[Records for the task Boundary: Start]
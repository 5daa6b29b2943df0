//! Read-only settings shared by resources, services, and telemetry.
//!
//! Settings are a flat map of keys to JSON values fixed at construction.
//! Unknown keys read as "not set" rather than failing; [`Settings::require`]
//! is the only accessor that rejects a missing or empty value.

use std::collections::BTreeMap;
use std::env;
use std::ffi::OsString;
use std::fmt;
use std::num::FpCategory;
use std::str::FromStr;

use serde_json::Value;
use thiserror::Error;

use crate::defaults::{DEFAULT_LOG_FILTER, LOG_FILTER_KEY, LOG_FORMAT_KEY, default_log_format};
use crate::logging::LogFormat;

/// Errors raised while loading or reading settings.
#[derive(Debug, Error)]
pub enum SettingsError {
    /// A required key is missing or holds an empty value.
    #[error("\"{key}\" has not been configured")]
    NotConfigured {
        /// Key that was required.
        key: String,
    },
    /// The settings document could not be parsed as JSON.
    #[error("invalid settings document: {0}")]
    Parse(#[from] serde_json::Error),
    /// The settings document parsed, but was not a JSON object.
    #[error("settings document must be a JSON object")]
    NotAnObject,
    /// A configured value could not be interpreted.
    #[error("invalid value for \"{key}\": {message}")]
    InvalidValue {
        /// Key holding the value.
        key: String,
        /// Why the value was rejected.
        message: String,
    },
}

impl SettingsError {
    /// Creates a not-configured error.
    #[must_use]
    pub fn not_configured(key: impl Into<String>) -> Self {
        Self::NotConfigured { key: key.into() }
    }

    /// Creates an invalid value error.
    #[must_use]
    pub fn invalid_value(key: impl Into<String>, message: impl Into<String>) -> Self {
        Self::InvalidValue {
            key: key.into(),
            message: message.into(),
        }
    }
}

/// Returns `true` when a value counts as empty for `require` accessors.
///
/// `null`, `false`, numeric zero, the empty string, and empty arrays or
/// objects are all empty.
#[must_use]
pub fn is_blank(value: &Value) -> bool {
    match value {
        Value::Null => true,
        Value::Bool(flag) => !flag,
        Value::Number(number) => number
            .as_f64()
            .is_some_and(|float| float.classify() == FpCategory::Zero),
        Value::String(text) => text.is_empty(),
        Value::Array(items) => items.is_empty(),
        Value::Object(fields) => fields.is_empty(),
    }
}

/// Immutable key/value settings.
#[derive(Debug, Clone, Default, PartialEq, Eq)]
pub struct Settings {
    values: BTreeMap<String, Value>,
}

impl Settings {
    /// Creates empty settings.
    #[must_use]
    pub fn new() -> Self {
        Self::default()
    }

    /// Parses settings from a JSON object document.
    ///
    /// # Errors
    ///
    /// Returns [`SettingsError::Parse`] for malformed JSON and
    /// [`SettingsError::NotAnObject`] when the top level is not an object.
    pub fn from_json_str(document: &str) -> Result<Self, SettingsError> {
        match serde_json::from_str::<Value>(document)? {
            Value::Object(fields) => Ok(fields.into_iter().collect()),
            _ => Err(SettingsError::NotAnObject),
        }
    }

    /// Loads every `{prefix}_{KEY}` environment variable whose key is upper
    /// case.
    ///
    /// Variables whose name or value is not valid Unicode are skipped.
    #[must_use]
    pub fn from_env(prefix: &str) -> Self {
        Self::from_os_vars(prefix, env::vars_os())
    }

    /// Same as [`Settings::from_vars`] for raw OS pairs, dropping any pair
    /// that is not valid Unicode.
    #[must_use]
    pub fn from_os_vars<I>(prefix: &str, vars: I) -> Self
    where
        I: IntoIterator<Item = (OsString, OsString)>,
    {
        let unicode = vars.into_iter().filter_map(|(name, value)| {
            Some((name.into_string().ok()?, value.into_string().ok()?))
        });
        Self::from_vars(prefix, unicode)
    }

    /// Builds settings from `(name, value)` pairs using the same filtering
    /// rules as [`Settings::from_env`].
    #[must_use]
    pub fn from_vars<I>(prefix: &str, vars: I) -> Self
    where
        I: IntoIterator<Item = (String, String)>,
    {
        let marker = format!("{prefix}_");
        vars.into_iter()
            .filter_map(|(name, value)| {
                let key = name.strip_prefix(marker.as_str())?;
                is_upper_key(key).then(|| (key.to_owned(), Value::String(value)))
            })
            .collect()
    }

    /// Returns the value for `key`, or `None` when it was never set.
    #[must_use]
    pub fn get(&self, key: &str) -> Option<&Value> {
        self.values.get(key)
    }

    /// Returns the value for `key` when it is a string.
    #[must_use]
    pub fn get_str(&self, key: &str) -> Option<&str> {
        self.get(key).and_then(Value::as_str)
    }

    /// Returns the value for `key`, failing when it is missing or empty.
    ///
    /// # Errors
    ///
    /// Returns [`SettingsError::NotConfigured`] when the key is unset or its
    /// value is blank (see [`is_blank`]).
    pub fn require(&self, key: &str) -> Result<&Value, SettingsError> {
        self.get(key)
            .filter(|value| !is_blank(value))
            .ok_or_else(|| SettingsError::not_configured(key))
    }

    /// Returns `true` when `key` has been set.
    #[must_use]
    pub fn contains(&self, key: &str) -> bool {
        self.values.contains_key(key)
    }

    /// Iterates over every key and value in key order.
    pub fn items(&self) -> impl Iterator<Item = (&str, &Value)> {
        self.values.iter().map(|(key, value)| (key.as_str(), value))
    }

    /// Number of configured keys.
    #[must_use]
    pub fn len(&self) -> usize {
        self.values.len()
    }

    /// Returns `true` when nothing has been configured.
    #[must_use]
    pub fn is_empty(&self) -> bool {
        self.values.is_empty()
    }

    /// Tracing filter expression, defaulting to `info`.
    #[must_use]
    pub fn log_filter(&self) -> &str {
        self.get_str(LOG_FILTER_KEY).unwrap_or(DEFAULT_LOG_FILTER)
    }

    /// Log output format, defaulting to JSON.
    ///
    /// # Errors
    ///
    /// Returns [`SettingsError::InvalidValue`] when the configured format is
    /// not a string or names an unknown format.
    pub fn log_format(&self) -> Result<LogFormat, SettingsError> {
        let Some(value) = self.get(LOG_FORMAT_KEY) else {
            return Ok(default_log_format());
        };
        let text = value
            .as_str()
            .ok_or_else(|| SettingsError::invalid_value(LOG_FORMAT_KEY, "expected a string"))?;
        LogFormat::from_str(text)
            .map_err(|error| SettingsError::invalid_value(LOG_FORMAT_KEY, error.to_string()))
    }
}

impl<K> FromIterator<(K, Value)> for Settings
where
    K: Into<String>,
{
    fn from_iter<I: IntoIterator<Item = (K, Value)>>(iter: I) -> Self {
        Self {
            values: iter
                .into_iter()
                .map(|(key, value)| (key.into(), value))
                .collect(),
        }
    }
}

impl fmt::Display for Settings {
    fn fmt(&self, formatter: &mut fmt::Formatter<'_>) -> fmt::Result {
        let rendered = serde_json::to_string_pretty(&self.values).map_err(|_| fmt::Error)?;
        formatter.write_str(&rendered)
    }
}

/// Mirrors the "upper case constant" convention: at least one cased
/// character and no lower-case ones.
fn is_upper_key(key: &str) -> bool {
    key.chars().any(char::is_uppercase) && !key.chars().any(char::is_lowercase)
}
[Records for the task Boundary: End]
Description of the task:
What's needed is a word-for-word restatement of all the entries.

Response:
repository 5daa6b29b2943df0
//! Read-only settings shared by resources, services, and telemetry.
//!
//! Settings are a flat map of keys to JSON values fixed at construction.
//! Unknown keys read as "not set" rather than failing; [`Settings::require`]
//! is the only accessor that rejects a missing or empty value.

use std::collections::BTreeMap;
use std::env;
use std::ffi::OsString;
use std::fmt;
use std::num::FpCategory;
use std::str::FromStr;

use serde_json::Value;
use thiserror::Error;

use crate::defaults::{DEFAULT_LOG_FILTER, LOG_FILTER_KEY, LOG_FORMAT_KEY, default_log_format};
use crate::logging::LogFormat;

/// Errors raised while loading or reading settings.
#[derive(Debug, Error)]
pub enum SettingsError {
    /// A required key is missing or holds an empty value.
    #[error("\"{key}\" has not been configured")]
    NotConfigured {
        /// Key that was required.
        key: String,
    },
    /// The settings document could not be parsed as JSON.
    #[error("invalid settings document: {0}")]
    Parse(#[from] serde_json::Error),
    /// The settings document parsed, but was not a JSON object.
    #[error("settings document must be a JSON object")]
    NotAnObject,
    /// A configured value could not be interpreted.
    #[error("invalid value for \"{key}\": {message}")]
    InvalidValue {
        /// Key holding the value.
        key: String,
        /// Why the value was rejected.
        message: String,
    },
}

impl SettingsError {
    /// Creates a not-configured error.
    #[must_use]
    pub fn not_configured(key: impl Into<String>) -> Self {
        Self::NotConfigured { key: key.into() }
    }

    /// Creates an invalid value error.
    #[must_use]
    pub fn invalid_value(key: impl Into<String>, message: impl Into<String>) -> Self {
        Self::InvalidValue {
            key: key.into(),
            message: message.into(),
        }
    }
}

/// Returns `true` when a value counts as empty for `require` accessors.
///
/// `null`, `false`, numeric zero, the empty string, and empty arrays or
/// objects are all empty.
#[must_use]
pub fn is_blank(value: &Value) -> bool {
    match value {
        Value::Null => true,
        Value::Bool(flag) => !flag,
        Value::Number(number) => number
            .as_f64()
            .is_some_and(|float| float.classify() == FpCategory::Zero),
        Value::String(text) => text.is_empty(),
        Value::Array(items) => items.is_empty(),
        Value::Object(fields) => fields.is_empty(),
    }
}

/// Immutable key/value settings.
#[derive(Debug, Clone, Default, PartialEq, Eq)]
pub struct Settings {
    values: BTreeMap<String, Value>,
}

impl Settings {
    /// Creates empty settings.
    #[must_use]
    pub fn new() -> Self {
        Self::default()
    }

    /// Parses settings from a JSON object document.
    ///
    /// # Errors
    ///
    /// Returns [`SettingsError::Parse`] for malformed JSON and
    /// [`SettingsError::NotAnObject`] when the top level is not an object.
    pub fn from_json_str(document: &str) -> Result<Self, SettingsError> {
        match serde_json::from_str::<Value>(document)? {
            Value::Object(fields) => Ok(fields.into_iter().collect()),
            _ => Err(SettingsError::NotAnObject),
        }
    }

    /// Loads every `{prefix}_{KEY}` environment variable whose key is upper
    /// case.
    ///
    /// Variables whose name or value is not valid Unicode are skipped.
    #[must_use]
    pub fn from_env(prefix: &str) -> Self {
        Self::from_os_vars(prefix, env::vars_os())
    }

    /// Same as [`Settings::from_vars`] for raw OS pairs, dropping any pair
    /// that is not valid Unicode.
    #[must_use]
    pub fn from_os_vars<I>(prefix: &str, vars: I) -> Self
    where
        I: IntoIterator<Item = (OsString, OsString)>,
    {
        let unicode = vars.into_iter().filter_map(|(name, value)| {
            Some((name.into_string().ok()?, value.into_string().ok()?))
        });
        Self::from_vars(prefix, unicode)
    }

    /// Builds settings from `(name, value)` pairs using the same filtering
    /// rules as [`Settings::from_env`].
    #[must_use]
    pub fn from_vars<I>(prefix: &str, vars: I) -> Self
    where
        I: IntoIterator<Item = (String, String)>,
    {
        let marker = format!("{prefix}_");
        vars.into_iter()
            .filter_map(|(name, value)| {
                let key = name.strip_prefix(marker.as_str())?;
                is_upper_key(key).then(|| (key.to_owned(), Value::String(value)))
            })
            .collect()
    }

    /// Returns the value for `key`, or `None` when it was never set.
    #[must_use]
    pub fn get(&self, key: &str) -> Option<&Value> {
        self.values.get(key)
    }

    /// Returns the value for `key` when it is a string.
    #[must_use]
    pub fn get_str(&self, key: &str) -> Option<&str> {
        self.get(key).and_then(Value::as_str)
    }

    /// Returns the value for `key`, failing when it is missing or empty.
    ///
    /// # Errors
    ///
    /// Returns [`SettingsError::NotConfigured`] when the key is unset or its
    /// value is blank (see [`is_blank`]).
    pub fn require(&self, key: &str) -> Result<&Value, SettingsError> {
        self.get(key)
            .filter(|value| !is_blank(value))
            .ok_or_else(|| SettingsError::not_configured(key))
    }

    /// Returns `true` when `key` has been set.
    #[must_use]
    pub fn contains(&self, key: &str) -> bool {
        self.values.contains_key(key)
    }

    /// Iterates over every key and value in key order.
    pub fn items(&self) -> impl Iterator<Item = (&str, &Value)> {
        self.values.iter().map(|(key, value)| (key.as_str(), value))
    }

    /// Number of configured keys.
    #[must_use]
    pub fn len(&self) -> usize {
        self.values.len()
    }

    /// Returns `true` when nothing has been configured.
    #[must_use]
    pub fn is_empty(&self) -> bool {
        self.values.is_empty()
    }

    /// Tracing filter expression, defaulting to `info`.
    #[must_use]
    pub fn log_filter(&self) -> &str {
        self.get_str(LOG_FILTER_KEY).unwrap_or(DEFAULT_LOG_FILTER)
    }

    /// Log output format, defaulting to JSON.
    ///
    /// # Errors
    ///
    /// Returns [`SettingsError::InvalidValue`] when the configured format is
    /// not a string or names an unknown format.
    pub fn log_format(&self) -> Result<LogFormat, SettingsError> {
        let Some(value) = self.get(LOG_FORMAT_KEY) else {
            return Ok(default_log_format());
        };
        let text = value
            .as_str()
            .ok_or_else(|| SettingsError::invalid_value(LOG_FORMAT_KEY, "expected a string"))?;
        LogFormat::from_str(text)
            .map_err(|error| SettingsError::invalid_value(LOG_FORMAT_KEY, error.to_string()))
    }
}

impl<K> FromIterator<(K, Value)> for Settings
where
    K: Into<String>,
{
    fn from_iter<I: IntoIterator<Item = (K, Value)>>(iter: I) -> Self {
        Self {
            values: iter
                .into_iter()
                .map(|(key, value)| (key.into(), value))
                .collect(),
        }
    }
}

impl fmt::Display for Settings {
    fn fmt(&self, formatter: &mut fmt::Formatter<'_>) -> fmt::Result {
        let rendered = serde_json::to_string_pretty(&self.values).map_err(|_| fmt::Error)?;
        formatter.write_str(&rendered)
    }
}

/// Mirrors the "upper case constant" convention: at least one cased
/// character and no lower-case ones.
fn is_upper_key(key: &str) -> bool {
    key.chars().any(char::is_uppercase) && !key.chars().any(char::is_lowercase)
}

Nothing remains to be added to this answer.